Departments of Cellular and Molecular Physiology, Biomedical Engineering, and Molecular Biophysics and Biochemistry, Yale University, New Haven, CT 06520, USA.
Annu Rev Biomed Data Sci. 2020 Jul;3:163-190. doi: 10.1146/annurev-biodatasci-021020-093826. Epub 2020 May 4.
Single-particle electron cryomicroscopy (cryo-EM) is an increasingly popular technique for elucidating the three-dimensional structure of proteins and other biologically significant complexes at near-atomic resolution. It is an imaging method that does not require crystallization and can capture molecules in their native states. In single-particle cryo-EM, the three-dimensional molecular structure needs to be determined from many noisy two-dimensional tomographic projections of individual molecules, whose orientations and positions are unknown. The high level of noise and the unknown pose parameters are two key elements that make reconstruction a challenging computational problem. Even more challenging is the inference of structural variability and flexible motions when the individual molecules being imaged are in different conformational states. This review discusses computational methods for structure determination by single-particle cryo-EM and their guiding principles from statistical inference, machine learning, and signal processing that also play a significant role in many other data science applications.

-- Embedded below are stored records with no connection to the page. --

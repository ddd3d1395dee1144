//! Best-effort forwarding of submissions to the site backend.
//!
//! The backend contract is minimal: it accepts the submission as a JSON
//! document and answers with a success status and a JSON body. Anything else
//! is a [`SyncError`] for the caller to handle; nothing here retries.

use std::future::Future;

use crate::models::SubmissionInput;

pub mod http;

pub use http::HttpSubmissionSink;

/// Decoded JSON body returned by the backend.
pub type ServerResponse = serde_json::Value;

#[derive(Debug, thiserror::Error)]
pub enum SyncError {
    #[error("request to contact endpoint failed: {0}")]
    Transport(#[source] reqwest::Error),
    #[error("contact endpoint answered {status}: {body}")]
    Status { status: u16, body: String },
    #[error("contact endpoint returned an unreadable body: {0}")]
    Decode(#[source] reqwest::Error),
}

/// Destination for submissions leaving the local store.
pub trait SubmissionSink: Send + Sync {
    fn send_to_server(
        &self,
        input: &SubmissionInput,
    ) -> impl Future<Output = Result<ServerResponse, SyncError>> + Send;
}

单颗粒电子冷冻显微镜(cryo-EM)是一种越来越流行的技术,可用于阐明蛋白质和其他具有生物学意义的复合物的三维结构,分辨率接近原子级。它是一种不需要结晶的成像方法,可以捕获天然状态下的分子。在单颗粒 cryo-EM 中,需要从单个分子的许多嘈杂二维断层扫描投影中确定三维分子结构,而这些分子的取向和位置是未知的。高噪声水平和未知的姿势参数是使得重建成为具有挑战性的计算问题的两个关键因素。当被成像的单个分子处于不同构象状态时,推断结构变异性和柔性运动更加具有挑战性。本文综述了通过单颗粒 cryo-EM 进行结构测定的计算方法及其从统计推断、机器学习和信号处理中得出的指导原则,这些原则在许多其他数据科学应用中也起着重要作用。